Gaby aprendió a cocinar y a ser autosuficiente mirando a sus abuelos. Ellos hacían la ricota y la manteca caseras, en la chacra tenían perales que los usaban para hacer mermeladas de peras. La primera vez que cocinó un panqueque fue con su abuelo: ensuciaron toda la cocina. Abuelo y nieta disfrutaban de esos instantes como si se trataran de un juego.

La vida de Gaby podría ser el guión de una película. La contó delante de cientos en una charla TEDx, una organización dedicada a difundir historias motivadoras. De chica se crió jugando entre la humedad y el calor de la tierra colorada de Montecarlo. Su papá era camionero y ella lo acompañaba en sus viajes interminables a 60 kilómetros por hora por la ruta 14, que en ese entonces era de tierra. Tardaban una semana en llegar a Buenos Aires y una semana para regresar. De los amigos de ruta de su padre, que eran de distintos pueblos o países, conoció diferentes comidas y sabores típicos de cada lugar.

Cuando terminó la secundaria, sabía que si no se iba de Montecarlo, como todas las mujeres de esa época, terminaría siendo maestra. Se enteró que en el Hospital Alemán daban becas a quienes quisieran estudiar enfermería, entonces decidió viajar a Buenos Aires e inscribirse en la carrera. Se recibió y durante cinco años trabajó de enfermera hasta que planeó, con su entonces pareja, un viaje en velero hasta Australia. El sueño de navegar terminó en Rio Grande do Sul, en donde decidieron continuar la aventura en moto.
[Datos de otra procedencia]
pub mod relay;
pub mod service;

pub use relay::Relay;
pub use service::Bridge;
//! Context-agnostic conversation types
//!
//! These are shared by the page agent, the popup and the wire protocol, and
//! don't depend on any specific front-end.

use serde::{Deserialize, Serialize};

/// A chat message as displayed and persisted.
#[derive(Debug, Clone, PartialEq, Eq, Serialize, Deserialize)]
pub struct ChatMessage {
    pub content: String,
    #[serde(rename = "isUser")]
    pub is_user: bool,
}

impl ChatMessage {
    pub fn user(content: impl Into<String>) -> Self {
        Self {
            content: content.into(),
            is_user: true,
        }
    }

    pub fn assistant(content: impl Into<String>) -> Self {
        Self {
            content: content.into(),
            is_user: false,
        }
    }

    pub fn role(&self) -> ChatRole {
        if self.is_user {
            ChatRole::User
        } else {
            ChatRole::Assistant
        }
    }
}

/// The role of a message sender on the completion API
#[derive(Debug, Clone, Copy, PartialEq, Eq, Serialize, Deserialize)]
#[serde(rename_all = "lowercase")]
pub enum ChatRole {
    System,
    User,
    Assistant,
}

/// Snapshot of the problem currently shown on the page.
///
/// Fields are empty strings when the page didn't expose them.
#[derive(Debug, Clone, Default, PartialEq, Eq, Serialize, Deserialize)]
#[serde(rename_all = "camelCase")]
pub struct ProblemContext {
    pub title: String,
    pub description: String,
    pub current_code: String,
}

impl ProblemContext {
    pub fn is_empty(&self) -> bool {
        self.title.is_empty() && self.description.is_empty() && self.current_code.is_empty()
    }
}
//! Best-effort problem extraction.
//!
//! Class names on the problem page change between deployments, so every
//! field is looked up through an ordered list of selectors and the first
//! one that matches wins. New fallbacks go in the tables, not the code.

use scraper::{ElementRef, Html, Selector};
use tracing::{debug, warn};

use crate::state::ProblemContext;

/// How to turn a matched element into field text.
#[derive(Debug, Clone, Copy, PartialEq, Eq)]
pub enum Strategy {
    /// Text content, whitespace-trimmed.
    TrimmedText,
    /// Text content as-is (code keeps its indentation).
    Text,
    /// Paragraph-like children joined by blank lines; inner HTML when there
    /// are none.
    Paragraphs,
    /// Text of each row matching the given selector, one per line; plain text
    /// when there are no rows.
    Lines(&'static str),
}

#[derive(Debug, Clone, Copy, PartialEq, Eq)]
pub struct ExtractRule {
    pub selector: &'static str,
    pub strategy: Strategy,
}

const fn rule(selector: &'static str, strategy: Strategy) -> ExtractRule {
    ExtractRule { selector, strategy }
}

pub const TITLE_RULES: &[ExtractRule] = &[
    rule(r#"[data-cy="question-title"]"#, Strategy::TrimmedText),
    rule(".mr-2.text-lg", Strategy::TrimmedText),
    rule("h3.text-lg", Strategy::TrimmedText),
    rule(".text-title-large", Strategy::TrimmedText),
    rule(r#"[data-cy="question-title"] span"#, Strategy::TrimmedText),
];

pub const DESCRIPTION_RULES: &[ExtractRule] = &[
    rule(r#"[data-cy="question-content"]"#, Strategy::Paragraphs),
    rule(".content__u3I1", Strategy::Paragraphs),
    rule(".question-content__JfgR", Strategy::Paragraphs),
    rule(r#"[data-cy="question-content"] div"#, Strategy::Paragraphs),
    rule(r#"[data-track-load="description_content"]"#, Strategy::Paragraphs),
];

pub const CODE_RULES: &[ExtractRule] = &[
    rule(".monaco-editor", Strategy::Lines(".view-line")),
    rule(".CodeMirror", Strategy::Lines(".CodeMirror-line")),
    rule(".ace_editor", Strategy::Lines(".ace_line")),
    rule(r#"[data-cy="code-editor"]"#, Strategy::Text),
];

const PARAGRAPH_TAGS: &[&str] = &["p", "pre", "ul", "ol", "blockquote"];

const PROBLEM_URL_MARKER: &str = "leetcode.com/problems/";

pub fn is_problem_page(url: &str) -> bool {
    url.contains(PROBLEM_URL_MARKER)
}

/// Scan the page for the problem. Never fails: a field nobody could find is
/// an empty string.
pub fn extract_context(doc: &Html) -> ProblemContext {
    let context = ProblemContext {
        title: extract_field(doc, "title", TITLE_RULES),
        description: extract_field(doc, "description", DESCRIPTION_RULES),
        current_code: extract_field(doc, "code", CODE_RULES),
    };
    debug!(
        title = %context.title,
        description_len = context.description.len(),
        code_len = context.current_code.len(),
        "extracted problem context"
    );
    context
}

pub fn extract_title(doc: &Html) -> String {
    extract_field(doc, "title", TITLE_RULES)
}

pub fn extract_code(doc: &Html) -> String {
    extract_field(doc, "code", CODE_RULES)
}

/// First-match-wins over `rules`.
pub fn extract_field(doc: &Html, field: &str, rules: &[ExtractRule]) -> String {
    for rule in rules {
        let selector = match Selector::parse(rule.selector) {
            Ok(sel) => sel,
            Err(e) => {
                warn!(field, selector = rule.selector, error = ?e, "skipping unparsable selector");
                continue;
            }
        };
        if let Some(element) = doc.select(&selector).next() {
            let value = apply(element, rule.strategy);
            debug!(field, selector = rule.selector, preview = %preview(&value), "field found");
            return value;
        }
    }
    debug!(field, "no selector matched");
    String::new()
}

fn apply(element: ElementRef<'_>, strategy: Strategy) -> String {
    match strategy {
        Strategy::TrimmedText => element.text().collect::<String>().trim().to_string(),
        Strategy::Text => element.text().collect(),
        Strategy::Paragraphs => paragraphs(element),
        Strategy::Lines(row) => lines(element, row),
    }
}

fn paragraphs(element: ElementRef<'_>) -> String {
    let blocks: Vec<String> = element
        .children()
        .filter_map(ElementRef::wrap)
        .filter(|child| PARAGRAPH_TAGS.contains(&child.value().name()))
        .map(block_text)
        .filter(|text| !text.is_empty())
        .collect();

    if blocks.is_empty() {
        element.inner_html()
    } else {
        blocks.join("\n\n")
    }
}

fn block_text(block: ElementRef<'_>) -> String {
    match block.value().name() {
        "pre" => block.text().collect::<String>().trim_end().to_string(),
        "ul" | "ol" => block
            .children()
            .filter_map(ElementRef::wrap)
            .filter(|li| li.value().name() == "li")
            .map(|li| format!("- {}", normalize_ws(&li.text().collect::<String>())))
            .collect::<Vec<_>>()
            .join("\n"),
        _ => normalize_ws(&block.text().collect::<String>()),
    }
}

fn lines(element: ElementRef<'_>, row: &str) -> String {
    let Ok(row_selector) = Selector::parse(row) else {
        return element.text().collect();
    };
    let rows: Vec<String> = element
        .select(&row_selector)
        .map(|line| line.text().collect::<String>().replace('\u{a0}', " "))
        .collect();
    if rows.is_empty() {
        element.text().collect()
    } else {
        rows.join("\n")
    }
}

fn normalize_ws(text: &str) -> String {
    text.split_whitespace().collect::<Vec<_>>().join(" ")
}

fn preview(value: &str) -> String {
    value.chars().take(100).collect()
}

#[cfg(test)]
mod tests {
    use super::*;

    fn page(body: &str) -> Html {
        Html::parse_document(&format!("<html><body>{}</body></html>", body))
    }

    /// Minimal markup that only the given selector matches.
    fn markup_for(selector: &str, inner: &str) -> String {
        let open = match selector {
            r#"[data-cy="question-title"]"# => r#"<div data-cy="question-title">"#,
            ".mr-2.text-lg" => r#"<div class="mr-2 text-lg">"#,
            "h3.text-lg" => r#"<h3 class="text-lg">"#,
            ".text-title-large" => r#"<div class="text-title-large">"#,
            r#"[data-cy="question-title"] span"# => "<span>",
            r#"[data-cy="question-content"]"# => r#"<div data-cy="question-content">"#,
            ".content__u3I1" => r#"<div class="content__u3I1">"#,
            ".question-content__JfgR" => r#"<div class="question-content__JfgR">"#,
            r#"[data-cy="question-content"] div"# => "<div>",
            r#"[data-track-load="description_content"]"# => {
                r#"<div data-track-load="description_content">"#
            }
            ".monaco-editor" => r#"<div class="monaco-editor">"#,
            ".CodeMirror" => r#"<div class="CodeMirror">"#,
            ".ace_editor" => r#"<div class="ace_editor">"#,
            r#"[data-cy="code-editor"]"# => r#"<div data-cy="code-editor">"#,
            other => panic!("no markup for {}", other),
        };
        let close = match open {
            "<span>" => "</span>",
            o if o.starts_with("<h3") => "</h3>",
            _ => "</div>",
        };
        format!("{}{}{}", open, inner, close)
    }

    #[test]
    fn test_each_title_fallback_is_reachable() {
        // The descendant rule can't match without its ancestor, which the
        // first rule would catch; skip it.
        let rules = TITLE_RULES
            .iter()
            .enumerate()
            .filter(|(_, r)| !r.selector.ends_with(" span"));
        for (n, rule) in rules {
            let title = format!("Title via rule {}", n);
            let doc = page(&markup_for(rule.selector, &format!("  {}  ", title)));
            assert_eq!(extract_title(&doc), title, "rule {}", rule.selector);
        }
    }

    #[test]
    fn test_each_description_fallback_is_reachable() {
        let rules = DESCRIPTION_RULES
            .iter()
            .enumerate()
            .filter(|(_, r)| !r.selector.ends_with(" div"));
        for (n, rule) in rules {
            let text = format!("Description {}", n);
            let doc = page(&markup_for(rule.selector, &format!("<p>{}</p>", text)));
            assert_eq!(extract_context(&doc).description, text, "rule {}", rule.selector);
        }
    }

    #[test]
    fn test_each_code_fallback_is_reachable() {
        for (n, rule) in CODE_RULES.iter().enumerate() {
            let code = format!("return {};", n);
            let doc = page(&markup_for(rule.selector, &code));
            assert_eq!(extract_code(&doc), code, "rule {}", rule.selector);
        }
    }

    #[test]
    fn test_earlier_rule_wins() {
        let doc = page(
            r#"<h3 class="text-lg">Later</h3><div data-cy="question-title">Earlier</div>"#,
        );
        assert_eq!(extract_title(&doc), "Earlier");
    }

    #[test]
    fn test_missing_fields_are_empty() {
        let doc = page("<div>nothing to see</div>");
        assert_eq!(extract_context(&doc), ProblemContext::default());

        let only_title = page(r#"<div class="text-title-large">1. Two Sum</div>"#);
        let ctx = extract_context(&only_title);
        assert_eq!(ctx.title, "1. Two Sum");
        assert_eq!(ctx.description, "");
        assert_eq!(ctx.current_code, "");
    }

    #[test]
    fn test_description_joins_paragraphs() {
        let doc = page(
            r#"<div data-cy="question-content">
                <p>Given an array of integers <code>nums</code>,</p>
                <p>return   indices.</p>
                <ul><li>Only one answer</li><li>No reuse</li></ul>
                <pre>Input: nums = [2,7]
Output: [0,1]</pre>
            </div>"#,
        );
        assert_eq!(
            extract_context(&doc).description,
            "Given an array of integers nums,\n\nreturn indices.\n\n- Only one answer\n- No reuse\n\nInput: nums = [2,7]\nOutput: [0,1]"
        );
    }

    #[test]
    fn test_description_without_paragraphs_uses_inner_html() {
        let doc = page(r#"<div class="content__u3I1">Plain <b>text</b></div>"#);
        assert_eq!(extract_context(&doc).description, "Plain <b>text</b>");
    }

    #[test]
    fn test_monaco_rows_become_lines() {
        let doc = page(
            r#"<div class="monaco-editor"><div class="line-numbers">1 2</div>
               <div class="view-lines"><div class="view-line"><span>class Solution:</span></div>
               <div class="view-line"><span>&nbsp;&nbsp;&nbsp;&nbsp;pass</span></div></div></div>"#,
        );
        assert_eq!(extract_code(&doc), "class Solution:\n    pass");
    }

    #[test]
    fn test_is_problem_page() {
        assert!(is_problem_page("https://leetcode.com/problems/two-sum/description/"));
        assert!(!is_problem_page("https://leetcode.com/problemset/"));
    }
}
Recorrieron 25 mil kilómetros. “En ese viaje crecí y pude conocer la cocina de Brasil”, dice. Luego del viaje, como para alimentar la secuencia cinematográfica de su vida, fue enfermera de un Conde prusiano. Y tras un accidente, decidió estudiar paisajismo.

Como en Montecarlo no había plantaciones de maracuyá, Gaby consiguió semillas y comenzó a plantar y además incentivó a sus vecinos a que plantaran y que se convirtieran en productores de esa fruta. A los cuatro años, por el aumento de la demanda dejó la cocina de su mamá, pidió un subsidio al gobierno para ampliarse y construyó la fábrica.

“Estuve en todas las ferias internacionales, desde Manhattan hasta París y Seúl; a las que no fui, viajó el producto. Mis chutney se pueden conseguir en casi todo el país, a los emprendedores les aconsejo que se animen, que se permitan crear y sacar lo que llevan adentro”, dice.

Para Gaby detrás de cada producto hay mucha pasión y un desafío inmenso. A ella le encanta despertar paladares e innovar sabores diferentes: “En los aromas de la cocina viajo a mi infancia”.